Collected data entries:
* * * * *

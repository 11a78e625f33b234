//! The group/key/value model and its resolver.

use std::collections::BTreeMap;
use std::path::{Path, PathBuf};
use std::sync::Arc;

use crate::ast::{Expr, Literal, Statement};
use crate::error::{ConfigError, Diagnostic};
use crate::eval::{self, Scope};
use crate::lexer::{self, Span};
use crate::parser::Parser;
use crate::subst::{self, Piece};

/// Nesting limit for `$(...)` references and key lookups made by conditions.
pub const MAX_REFERENCE_DEPTH: usize = 64;

#[derive(Debug, Clone, PartialEq, Eq)]
enum Resolution {
    Pending,
    InProgress,
    Done(String),
}

#[derive(Debug, Clone, Copy, PartialEq, Eq)]
enum Activity {
    Unknown,
    Evaluating,
    Known(bool),
}

/// One candidate value for a key.
#[derive(Debug, Clone)]
struct Value {
    group: String,
    key: String,
    raw: String,
    /// All must hold for the value to be active.
    conditions: Arc<[Expr]>,
    origin: Option<Span>,
    text: Resolution,
    active: Activity,
}

impl Value {
    fn reset(&mut self) {
        self.text = Resolution::Pending;
        self.active = Activity::Unknown;
    }

    fn name(&self) -> String {
        if self.group.is_empty() {
            self.key.clone()
        } else {
            format!("{}.{}", self.group, self.key)
        }
    }
}

/// Text substituted for a reference that cannot be resolved.
pub fn placeholder(token: &str) -> String {
    format!("[unresolved:{token}]")
}

/// A parsed config file.
///
/// Values live in one arena in declaration order; each group maps its keys
/// to the arena indices of their values. Call [`resolve`](Self::resolve)
/// after parsing or mutating before querying values.
#[derive(Debug, Clone)]
pub struct ConfigFile {
    path: PathBuf,
    groups: BTreeMap<String, BTreeMap<String, Vec<usize>>>,
    values: Vec<Value>,
    diagnostics: Vec<Diagnostic>,
}

impl Default for ConfigFile {
    fn default() -> Self {
        Self::new()
    }
}

impl ConfigFile {
    /// An empty model holding only the global group.
    pub fn new() -> Self {
        let mut groups = BTreeMap::new();
        groups.insert(String::new(), BTreeMap::new());
        Self {
            path: PathBuf::new(),
            groups,
            values: Vec::new(),
            diagnostics: Vec::new(),
        }
    }

    /// Read and parse the file at `path`, replacing the current model.
    pub fn parse(&mut self, path: impl AsRef<Path>) -> Result<(), ConfigError> {
        let path = path.as_ref();
        let source = std::fs::read_to_string(path).map_err(|source| ConfigError::Io {
            path: path.to_path_buf(),
            source,
        })?;
        self.parse_source(&source, path)
    }

    /// Parse `source` as if it had been read from `path`, replacing the
    /// current model.
    pub fn parse_source(&mut self, source: &str, path: impl AsRef<Path>) -> Result<(), ConfigError> {
        let path = path.as_ref().to_path_buf();
        let tokens = lexer::tokenize(source, path.clone())?;
        let statements = Parser::new(tokens, path.clone()).parse()?;

        *self = Self::new();
        self.path = path;
        for statement in statements {
            match statement {
                Statement::Group { name, .. } => {
                    self.groups.entry(name).or_default();
                }
                Statement::Assignment { group, key, value, conditions, span } => {
                    self.push_value(group, key, value, conditions.into(), Some(span));
                }
            }
        }
        Ok(())
    }

    /// Append an unconditional value, creating the group and key if needed.
    pub fn set_or_add_value(&mut self, group: &str, key: &str, value: &str) -> Result<(), ConfigError> {
        if subst::is_unterminated(value) {
            return Err(ConfigError::UnterminatedInjected {
                group: group.to_string(),
                key: key.to_string(),
                value: value.to_string(),
            });
        }
        self.push_value(group.to_string(), key.to_string(), value.to_string(), Arc::from([]), None);
        Ok(())
    }

    /// Append every value of `other` after this file's values for the same
    /// key. Resolution state is not carried over.
    pub fn merge(&mut self, other: &ConfigFile) {
        for (group, keys) in &other.groups {
            self.groups.entry(group.clone()).or_default();
            for (key, ids) in keys {
                for &id in ids {
                    let v = &other.values[id];
                    self.push_value(
                        group.clone(),
                        key.clone(),
                        v.raw.clone(),
                        Arc::clone(&v.conditions),
                        v.origin.clone(),
                    );
                }
            }
        }
    }

    /// Substitute references and evaluate conditions for every value.
    ///
    /// Clears the previous resolution first, so calling this twice yields
    /// the same results. Problems are recorded in
    /// [`diagnostics`](Self::diagnostics).
    pub fn resolve(&mut self) {
        self.diagnostics.clear();
        for value in &mut self.values {
            value.reset();
        }
        for id in 0..self.values.len() {
            self.text_of(id, 0);
            self.is_active(id, 0);
        }
    }

    /// Resolved text of every active value of `group.key`, in declaration
    /// order. Empty if the key is absent or nothing is active.
    pub fn get_values(&self, group: &str, key: &str) -> Vec<&str> {
        let Some(ids) = self.groups.get(group).and_then(|keys| keys.get(key)) else {
            return Vec::new();
        };
        ids.iter()
            .filter_map(|&id| {
                let v = &self.values[id];
                match (&v.active, &v.text) {
                    (Activity::Known(true), Resolution::Done(text)) => Some(text.as_str()),
                    _ => None,
                }
            })
            .collect()
    }

    /// The first active value of `group.key`.
    pub fn get_value(&self, group: &str, key: &str) -> Option<&str> {
        self.get_values(group, key).into_iter().next()
    }

    /// Group names, global group (`""`) first.
    pub fn groups(&self) -> Vec<&str> {
        self.groups.keys().map(String::as_str).collect()
    }

    /// Key names declared in `group`.
    pub fn keys(&self, group: &str) -> Vec<&str> {
        self.groups
            .get(group)
            .map(|keys| keys.keys().map(String::as_str).collect())
            .unwrap_or_default()
    }

    /// Warnings from the last [`resolve`](Self::resolve).
    pub fn diagnostics(&self) -> &[Diagnostic] {
        &self.diagnostics
    }

    /// The file this model was parsed from; empty for a built model.
    pub fn path(&self) -> &Path {
        &self.path
    }

    fn push_value(
        &mut self,
        group: String,
        key: String,
        raw: String,
        conditions: Arc<[Expr]>,
        origin: Option<Span>,
    ) {
        let id = self.values.len();
        self.groups
            .entry(group.clone())
            .or_default()
            .entry(key.clone())
            .or_default()
            .push(id);
        self.values.push(Value {
            group,
            key,
            raw,
            conditions,
            origin,
            text: Resolution::Pending,
            active: Activity::Unknown,
        });
    }

    fn diagnose(&mut self, id: usize, message: String) {
        let diagnostic = Diagnostic { message, location: self.values[id].origin.clone() };
        if !self.diagnostics.contains(&diagnostic) {
            self.diagnostics.push(diagnostic);
        }
    }

    /// Find the values a reference names: `group.key` explicitly, otherwise
    /// a bare key in `scope` and then in the global group.
    fn lookup(&self, token: &str, scope: &str) -> Option<Vec<usize>> {
        if let Some((group, key)) = token.split_once('.') {
            if let Some(ids) = self.groups.get(group).and_then(|keys| keys.get(key)) {
                return Some(ids.clone());
            }
        }
        self.groups
            .get(scope)
            .and_then(|keys| keys.get(token))
            .or_else(|| self.groups.get("").and_then(|keys| keys.get(token)))
            .cloned()
    }

    fn first_active(&mut self, ids: &[usize], depth: usize) -> Option<String> {
        for &id in ids {
            if self.is_active(id, depth) {
                return Some(self.text_of(id, depth));
            }
        }
        None
    }

    fn is_active(&mut self, id: usize, depth: usize) -> bool {
        match self.values[id].active {
            Activity::Known(active) => return active,
            Activity::Evaluating => {
                let value = &self.values[id];
                let condition = value
                    .conditions
                    .iter()
                    .map(ToString::to_string)
                    .collect::<Vec<_>>()
                    .join(" and ");
                let name = value.name();
                self.diagnose(id, format!("condition ({condition}) on {name} depends on its own value"));
                return false;
            }
            Activity::Unknown => {}
        }
        if depth > MAX_REFERENCE_DEPTH {
            let name = self.values[id].name();
            self.diagnose(id, format!("reference depth exceeded while evaluating {name}"));
            return false;
        }

        self.values[id].active = Activity::Evaluating;
        let conditions = Arc::clone(&self.values[id].conditions);
        let group = self.values[id].group.clone();
        let mut scope = ValueScope { file: self, group: &group, origin: id, depth: depth + 1 };
        let active = conditions.iter().all(|cond| eval::evaluate(cond, &mut scope));
        self.values[id].active = Activity::Known(active);
        active
    }

    fn text_of(&mut self, id: usize, depth: usize) -> String {
        match &self.values[id].text {
            Resolution::Done(text) => return text.clone(),
            Resolution::InProgress => {
                let name = self.values[id].name();
                self.diagnose(id, format!("cyclic reference through {name}"));
                return placeholder(&name);
            }
            Resolution::Pending => {}
        }
        if depth > MAX_REFERENCE_DEPTH {
            let name = self.values[id].name();
            self.diagnose(id, format!("reference depth exceeded while expanding {name}"));
            return placeholder(&name);
        }

        self.values[id].text = Resolution::InProgress;
        let raw = self.values[id].raw.clone();
        let group = self.values[id].group.clone();
        let text = self.substitute(&raw, &group, id, depth + 1);
        self.values[id].text = Resolution::Done(text.clone());
        text
    }

    /// Replace every `$(token)` in `text`. Substituted text is not rescanned.
    fn substitute(&mut self, text: &str, scope: &str, origin: usize, depth: usize) -> String {
        // Unterminated references are rejected when values enter the model.
        let Ok(pieces) = subst::split(text) else {
            return text.to_string();
        };
        let mut out = String::with_capacity(text.len());
        for piece in pieces {
            match piece {
                Piece::Text(s) => out.push_str(s),
                Piece::Reference(token) => {
                    let resolved = self
                        .lookup(token, scope)
                        .and_then(|ids| self.first_active(&ids, depth));
                    if let Some(value) = resolved {
                        out.push_str(&value);
                    } else {
                        self.diagnose(origin, format!("unresolved reference $({token})"));
                        out.push_str(&placeholder(token));
                    }
                }
            }
        }
        out
    }
}

/// Evaluation scope of one value: references resolve relative to its group.
struct ValueScope<'a> {
    file: &'a mut ConfigFile,
    group: &'a str,
    origin: usize,
    depth: usize,
}

impl Scope for ValueScope<'_> {
    fn literal(&mut self, literal: &Literal) -> String {
        match literal {
            // A bare word that names no key stands for itself.
            Literal::Reference(name) => match self.file.lookup(name, self.group) {
                Some(ids) => self.file.first_active(&ids, self.depth).unwrap_or_default(),
                None => name.clone(),
            },
            Literal::Str(s) => self.file.substitute(s, self.group, self.origin, self.depth),
        }
    }
}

* * * * *

What the exercise asks –
In the records above, locate every line with the string "BTreeMap" and copy it.

Exercise response –
use std::collections::BTreeMap;
    groups: BTreeMap<String, BTreeMap<String, Vec<usize>>>,
        let mut groups = BTreeMap::new();
        groups.insert(String::new(), BTreeMap::new());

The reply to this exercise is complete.